Exercise instructions
Search the records for the word "query" and pick out every line that has it.

Data records

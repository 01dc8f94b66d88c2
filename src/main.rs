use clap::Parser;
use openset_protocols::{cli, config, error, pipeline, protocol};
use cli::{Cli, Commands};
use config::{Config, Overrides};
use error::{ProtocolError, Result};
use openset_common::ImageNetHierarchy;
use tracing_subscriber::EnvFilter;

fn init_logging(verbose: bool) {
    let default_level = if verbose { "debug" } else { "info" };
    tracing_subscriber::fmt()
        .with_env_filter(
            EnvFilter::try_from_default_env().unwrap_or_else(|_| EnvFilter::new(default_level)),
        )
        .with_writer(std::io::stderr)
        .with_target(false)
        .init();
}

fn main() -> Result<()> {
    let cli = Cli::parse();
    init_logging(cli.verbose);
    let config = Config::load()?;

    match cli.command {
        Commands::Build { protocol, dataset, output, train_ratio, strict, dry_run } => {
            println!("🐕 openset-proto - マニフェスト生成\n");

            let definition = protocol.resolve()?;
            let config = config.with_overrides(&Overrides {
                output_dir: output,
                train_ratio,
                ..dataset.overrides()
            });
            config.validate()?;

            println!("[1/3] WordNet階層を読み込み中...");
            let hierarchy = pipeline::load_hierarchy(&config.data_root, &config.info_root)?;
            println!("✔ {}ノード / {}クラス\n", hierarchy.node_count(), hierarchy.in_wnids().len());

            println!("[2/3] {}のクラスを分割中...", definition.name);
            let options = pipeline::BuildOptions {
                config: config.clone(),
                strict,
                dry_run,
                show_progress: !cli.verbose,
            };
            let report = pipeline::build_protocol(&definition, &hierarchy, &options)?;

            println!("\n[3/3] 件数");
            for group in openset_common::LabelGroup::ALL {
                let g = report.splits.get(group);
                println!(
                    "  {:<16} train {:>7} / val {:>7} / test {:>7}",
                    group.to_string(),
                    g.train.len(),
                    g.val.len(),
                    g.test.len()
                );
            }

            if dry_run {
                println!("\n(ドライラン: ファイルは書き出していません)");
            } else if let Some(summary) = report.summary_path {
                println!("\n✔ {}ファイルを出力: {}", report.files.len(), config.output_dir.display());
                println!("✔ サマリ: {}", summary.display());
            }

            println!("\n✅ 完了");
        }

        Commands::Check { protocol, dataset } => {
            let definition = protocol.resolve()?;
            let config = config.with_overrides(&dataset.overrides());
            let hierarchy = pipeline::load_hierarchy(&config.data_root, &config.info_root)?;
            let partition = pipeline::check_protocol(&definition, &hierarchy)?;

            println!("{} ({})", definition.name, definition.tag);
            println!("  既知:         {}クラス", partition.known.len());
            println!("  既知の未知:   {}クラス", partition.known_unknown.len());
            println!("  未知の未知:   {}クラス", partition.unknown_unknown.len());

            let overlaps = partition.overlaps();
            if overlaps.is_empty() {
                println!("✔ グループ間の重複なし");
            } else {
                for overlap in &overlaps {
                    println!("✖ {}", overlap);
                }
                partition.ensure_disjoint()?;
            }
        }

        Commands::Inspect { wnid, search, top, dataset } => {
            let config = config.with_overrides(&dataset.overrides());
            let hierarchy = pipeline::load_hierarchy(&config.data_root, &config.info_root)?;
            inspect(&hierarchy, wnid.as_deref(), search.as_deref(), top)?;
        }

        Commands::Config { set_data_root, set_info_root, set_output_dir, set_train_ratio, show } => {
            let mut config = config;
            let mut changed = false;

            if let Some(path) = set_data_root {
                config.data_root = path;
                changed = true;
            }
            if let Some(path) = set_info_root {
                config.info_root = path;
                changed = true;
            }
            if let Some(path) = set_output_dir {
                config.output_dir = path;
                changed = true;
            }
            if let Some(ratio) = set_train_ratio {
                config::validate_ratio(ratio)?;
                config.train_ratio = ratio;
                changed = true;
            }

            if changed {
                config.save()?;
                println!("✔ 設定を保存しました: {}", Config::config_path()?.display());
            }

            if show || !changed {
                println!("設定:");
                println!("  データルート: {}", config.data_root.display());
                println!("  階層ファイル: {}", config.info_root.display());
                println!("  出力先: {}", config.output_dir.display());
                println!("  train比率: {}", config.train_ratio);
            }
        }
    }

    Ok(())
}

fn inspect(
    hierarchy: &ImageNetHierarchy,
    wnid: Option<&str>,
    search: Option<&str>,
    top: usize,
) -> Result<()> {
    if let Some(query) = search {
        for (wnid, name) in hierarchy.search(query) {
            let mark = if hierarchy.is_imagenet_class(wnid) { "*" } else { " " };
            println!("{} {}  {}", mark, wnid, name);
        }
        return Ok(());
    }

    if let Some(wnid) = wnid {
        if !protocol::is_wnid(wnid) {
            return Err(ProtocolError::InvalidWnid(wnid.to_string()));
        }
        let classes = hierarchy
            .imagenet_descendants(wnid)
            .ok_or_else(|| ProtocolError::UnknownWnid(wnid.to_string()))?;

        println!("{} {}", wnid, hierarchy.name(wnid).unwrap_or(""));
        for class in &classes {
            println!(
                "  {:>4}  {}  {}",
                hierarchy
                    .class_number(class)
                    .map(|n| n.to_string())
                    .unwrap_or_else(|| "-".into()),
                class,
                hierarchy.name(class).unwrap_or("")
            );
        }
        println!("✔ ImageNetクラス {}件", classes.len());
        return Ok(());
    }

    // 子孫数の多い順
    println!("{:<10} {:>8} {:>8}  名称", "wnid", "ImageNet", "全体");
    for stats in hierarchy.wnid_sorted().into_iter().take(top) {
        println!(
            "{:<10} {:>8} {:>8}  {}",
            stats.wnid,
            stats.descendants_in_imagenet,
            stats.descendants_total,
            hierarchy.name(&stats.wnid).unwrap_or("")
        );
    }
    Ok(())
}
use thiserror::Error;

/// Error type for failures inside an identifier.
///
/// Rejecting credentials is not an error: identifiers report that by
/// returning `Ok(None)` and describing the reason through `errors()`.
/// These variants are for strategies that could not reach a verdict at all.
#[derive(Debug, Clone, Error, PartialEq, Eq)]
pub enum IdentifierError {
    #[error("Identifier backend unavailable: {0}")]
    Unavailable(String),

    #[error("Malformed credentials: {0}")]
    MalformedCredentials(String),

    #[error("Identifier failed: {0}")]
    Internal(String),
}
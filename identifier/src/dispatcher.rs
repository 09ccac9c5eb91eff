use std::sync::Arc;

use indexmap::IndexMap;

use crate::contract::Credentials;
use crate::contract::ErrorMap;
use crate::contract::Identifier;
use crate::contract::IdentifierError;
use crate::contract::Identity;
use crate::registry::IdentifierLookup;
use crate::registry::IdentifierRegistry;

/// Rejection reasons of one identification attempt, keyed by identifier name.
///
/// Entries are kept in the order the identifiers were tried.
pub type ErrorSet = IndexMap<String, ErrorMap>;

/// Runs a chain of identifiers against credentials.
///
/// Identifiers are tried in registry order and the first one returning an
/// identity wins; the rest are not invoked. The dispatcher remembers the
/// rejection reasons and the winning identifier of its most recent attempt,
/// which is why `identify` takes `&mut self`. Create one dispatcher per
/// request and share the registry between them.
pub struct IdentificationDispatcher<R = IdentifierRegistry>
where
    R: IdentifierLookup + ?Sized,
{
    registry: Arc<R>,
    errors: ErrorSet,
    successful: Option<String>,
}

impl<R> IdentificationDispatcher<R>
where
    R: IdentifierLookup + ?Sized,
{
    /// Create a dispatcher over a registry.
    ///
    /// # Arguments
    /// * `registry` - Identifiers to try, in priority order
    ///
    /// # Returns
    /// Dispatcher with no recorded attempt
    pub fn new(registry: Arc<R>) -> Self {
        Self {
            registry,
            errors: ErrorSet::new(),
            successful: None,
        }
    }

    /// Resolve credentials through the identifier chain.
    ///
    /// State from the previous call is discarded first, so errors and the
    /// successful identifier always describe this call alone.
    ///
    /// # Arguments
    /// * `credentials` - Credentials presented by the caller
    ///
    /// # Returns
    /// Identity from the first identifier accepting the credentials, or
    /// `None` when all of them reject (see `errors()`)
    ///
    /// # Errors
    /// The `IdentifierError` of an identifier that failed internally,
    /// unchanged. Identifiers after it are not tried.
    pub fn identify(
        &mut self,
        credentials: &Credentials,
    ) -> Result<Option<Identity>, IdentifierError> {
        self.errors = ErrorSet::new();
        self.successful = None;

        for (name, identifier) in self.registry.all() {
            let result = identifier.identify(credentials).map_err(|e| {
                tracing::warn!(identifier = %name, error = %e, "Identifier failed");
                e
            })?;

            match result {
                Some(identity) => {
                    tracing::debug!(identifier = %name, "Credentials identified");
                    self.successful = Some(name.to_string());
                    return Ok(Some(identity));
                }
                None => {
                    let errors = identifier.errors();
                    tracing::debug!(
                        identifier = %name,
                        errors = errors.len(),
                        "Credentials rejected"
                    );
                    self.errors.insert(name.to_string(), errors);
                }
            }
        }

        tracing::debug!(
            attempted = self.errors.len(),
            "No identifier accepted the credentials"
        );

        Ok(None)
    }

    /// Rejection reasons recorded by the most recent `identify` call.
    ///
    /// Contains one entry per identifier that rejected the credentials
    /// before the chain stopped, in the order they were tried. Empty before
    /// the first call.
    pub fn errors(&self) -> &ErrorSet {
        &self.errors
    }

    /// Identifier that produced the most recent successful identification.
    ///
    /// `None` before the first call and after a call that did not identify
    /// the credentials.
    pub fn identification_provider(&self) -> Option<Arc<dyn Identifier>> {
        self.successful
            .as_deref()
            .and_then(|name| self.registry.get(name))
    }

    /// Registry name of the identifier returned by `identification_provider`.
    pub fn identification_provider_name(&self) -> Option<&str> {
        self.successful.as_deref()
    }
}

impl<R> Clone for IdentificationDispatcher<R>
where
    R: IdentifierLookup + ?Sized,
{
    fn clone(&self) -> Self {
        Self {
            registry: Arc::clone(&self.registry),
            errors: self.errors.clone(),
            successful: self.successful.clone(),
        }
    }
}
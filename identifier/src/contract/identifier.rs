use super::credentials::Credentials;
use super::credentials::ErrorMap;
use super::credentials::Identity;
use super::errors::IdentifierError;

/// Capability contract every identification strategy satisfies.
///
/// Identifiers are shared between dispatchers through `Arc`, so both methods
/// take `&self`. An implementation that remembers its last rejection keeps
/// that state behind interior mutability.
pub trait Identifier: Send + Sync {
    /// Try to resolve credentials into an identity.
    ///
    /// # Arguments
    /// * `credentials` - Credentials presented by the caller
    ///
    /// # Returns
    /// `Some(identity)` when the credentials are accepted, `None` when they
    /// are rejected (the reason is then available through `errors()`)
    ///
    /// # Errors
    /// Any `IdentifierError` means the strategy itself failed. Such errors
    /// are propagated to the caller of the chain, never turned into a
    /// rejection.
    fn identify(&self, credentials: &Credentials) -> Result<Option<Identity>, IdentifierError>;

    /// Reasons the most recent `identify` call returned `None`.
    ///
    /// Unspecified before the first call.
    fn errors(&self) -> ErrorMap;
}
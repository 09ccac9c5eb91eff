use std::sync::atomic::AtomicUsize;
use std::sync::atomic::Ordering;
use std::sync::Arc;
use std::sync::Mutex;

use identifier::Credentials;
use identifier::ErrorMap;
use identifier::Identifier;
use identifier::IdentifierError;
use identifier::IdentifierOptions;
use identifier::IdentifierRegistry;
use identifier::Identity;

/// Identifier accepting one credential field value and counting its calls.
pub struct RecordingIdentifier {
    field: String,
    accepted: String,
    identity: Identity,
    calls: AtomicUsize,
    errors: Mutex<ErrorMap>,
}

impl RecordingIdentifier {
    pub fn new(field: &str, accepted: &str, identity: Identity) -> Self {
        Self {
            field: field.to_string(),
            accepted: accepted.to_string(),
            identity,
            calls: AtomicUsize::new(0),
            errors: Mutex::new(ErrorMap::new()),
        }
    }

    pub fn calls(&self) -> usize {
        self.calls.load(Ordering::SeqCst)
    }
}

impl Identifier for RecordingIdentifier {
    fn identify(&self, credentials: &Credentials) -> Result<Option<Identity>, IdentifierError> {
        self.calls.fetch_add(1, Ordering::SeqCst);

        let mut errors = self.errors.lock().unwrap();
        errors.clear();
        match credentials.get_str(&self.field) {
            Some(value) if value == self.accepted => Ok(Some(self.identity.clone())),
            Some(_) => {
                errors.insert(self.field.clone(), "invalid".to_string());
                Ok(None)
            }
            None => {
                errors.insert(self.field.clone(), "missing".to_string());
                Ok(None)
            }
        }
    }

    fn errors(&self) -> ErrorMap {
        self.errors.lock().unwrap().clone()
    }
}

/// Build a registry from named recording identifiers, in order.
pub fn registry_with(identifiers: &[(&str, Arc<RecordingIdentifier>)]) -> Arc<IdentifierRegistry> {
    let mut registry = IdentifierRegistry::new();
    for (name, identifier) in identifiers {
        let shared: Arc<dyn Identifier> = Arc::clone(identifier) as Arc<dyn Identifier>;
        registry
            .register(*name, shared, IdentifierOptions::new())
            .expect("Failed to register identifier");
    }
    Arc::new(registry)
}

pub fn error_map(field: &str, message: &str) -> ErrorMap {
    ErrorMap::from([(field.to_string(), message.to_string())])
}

Answer to the problem
    if let Some(query) = search {
        for (wnid, name) in hierarchy.search(query) {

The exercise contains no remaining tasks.